##### Records provided #####

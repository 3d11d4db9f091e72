//! Human-readable rendering of a finished schedule.

use std::fmt::Write;

use itertools::Itertools;

use crate::model::outcome::ScheduleOutcome;

/// The two text renderings of a schedule: `detailed` carries ages, costs
/// and per-participant statistics; `simplified` is the terse room list
/// handed out at the venue.
#[derive(Debug, Clone, PartialEq, Eq)]
pub struct Report {
    pub detailed: String,
    pub simplified: String,
}

const BANNER: &str = "====================";

/// Pure function of the outcome; formatting only, no recomputation.
pub fn format_report(outcome: &ScheduleOutcome) -> Report {
    let mut detailed = String::new();
    let mut simplified = String::new();

    for round in &outcome.rounds {
        let heading = format!("{BANNER} **ROUND {}** {BANNER}\n", round.round);
        detailed.push_str(&heading);
        simplified.push_str(&heading);

        if !round.pairings.is_empty() {
            detailed.push_str("Pairings:\n");
            for (room, pairing) in round.pairings.iter().enumerate() {
                let _ = writeln!(
                    detailed,
                    "  {} (A, age {}) - {} (B, age {})",
                    pairing.a_name, pairing.a_age, pairing.b_name, pairing.b_age
                );
                let _ = writeln!(
                    detailed,
                    "    Age gap: {}, Cost: {:.2}",
                    pairing.age_diff, pairing.cost
                );
                let _ = writeln!(
                    simplified,
                    "  Room {}: {} - {}",
                    room + 1,
                    pairing.a_name,
                    pairing.b_name
                );
            }
        }

        if !round.byes.is_empty() {
            detailed.push_str("Byes:\n");
            for bye in &round.byes {
                let _ = writeln!(
                    detailed,
                    "  {} received a bye (penalty: {:.2})",
                    bye.attendee_name, bye.penalty
                );
            }
            let _ = writeln!(
                simplified,
                "  Byes: {}",
                round.byes.iter().map(|b| b.attendee_name.as_str()).join(", ")
            );
        }

        detailed.push('\n');
        simplified.push('\n');
    }

    let _ = writeln!(detailed, "{BANNER} **PARTICIPANT STATISTICS** {BANNER}");
    for attendee in &outcome.attendees {
        let _ = writeln!(
            detailed,
            "Participant: {} (Category: {}, Age: {})",
            attendee.name, attendee.category, attendee.age
        );
        let _ = writeln!(detailed, "  Total Dates: {}", attendee.date_history.len());
        let partners = if attendee.date_history.is_empty() {
            "None".to_owned()
        } else {
            attendee.date_history.iter().join(", ")
        };
        let _ = writeln!(detailed, "  Date Partners: {partners}");
        let _ = writeln!(detailed, "  Total Byes: {}", attendee.bye_count);
        let _ = writeln!(detailed, "  Consecutive Byes: {}\n", attendee.consecutive_byes);
    }

    Report {
        detailed,
        simplified,
    }
}

#[cfg(test)]
mod tests {
    use super::*;
    use crate::model::entity::{Attendee, Category};
    use crate::scheduler::schedule_rounds;

    fn roster() -> Vec<Attendee> {
        vec![
            Attendee::new("a1", "Alice", 25, Category::A),
            Attendee::new("a2", "Ada", 30, Category::A),
            Attendee::new("a3", "Astrid", 50, Category::A),
            Attendee::new("b1", "Bob", 26, Category::B),
            Attendee::new("b2", "Bert", 29, Category::B),
        ]
    }

    #[test]
    fn detailed_report_names_rounds_partners_and_byes() {
        let outcome = schedule_rounds(roster(), 1, []);
        let report = format_report(&outcome);

        assert!(report.detailed.contains("ROUND 1"));
        assert!(report.detailed.contains("Byes:"));
        // The 50-year-old outlier takes the bye; everyone else is paired.
        assert!(report.detailed.contains("Astrid received a bye"));
        for pairing in &outcome.rounds[0].pairings {
            assert!(report.detailed.contains(&pairing.a_name));
            assert!(report.detailed.contains(&pairing.b_name));
        }
    }

    #[test]
    fn simplified_report_lists_rooms_and_byes() {
        let outcome = schedule_rounds(roster(), 1, []);
        let report = format_report(&outcome);

        assert!(report.simplified.contains("ROUND 1"));
        assert!(report.simplified.contains("Room 1:"));
        assert!(report.simplified.contains("Room 2:"));
        assert!(report.simplified.contains("Byes: Astrid"));
        // Costs and statistics only belong to the detailed report.
        assert!(!report.simplified.contains("Cost"));
        assert!(!report.simplified.contains("PARTICIPANT STATISTICS"));
    }

    #[test]
    fn statistics_cover_every_attendee() {
        let outcome = schedule_rounds(roster(), 2, []);
        let report = format_report(&outcome);

        assert!(report.detailed.contains("PARTICIPANT STATISTICS"));
        for attendee in &outcome.attendees {
            assert!(report
                .detailed
                .contains(&format!("Participant: {}", attendee.name)));
        }
        assert!(report.detailed.contains("Total Dates:"));
        assert!(report.detailed.contains("Total Byes:"));
    }

    #[test]
    fn empty_schedule_still_renders_the_statistics_banner() {
        let outcome = schedule_rounds(Vec::new(), 0, []);
        let report = format_report(&outcome);
        assert!(report.detailed.contains("PARTICIPANT STATISTICS"));
        assert!(report.simplified.is_empty());
    }
}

#####

**Aim of the task**
Look over the material above and show each line where "roster" appears.

**Response below**
    fn roster() -> Vec<Attendee> {
        let outcome = schedule_rounds(roster(), 1, []);
        let outcome = schedule_rounds(roster(), 1, []);
        let outcome = schedule_rounds(roster(), 2, []);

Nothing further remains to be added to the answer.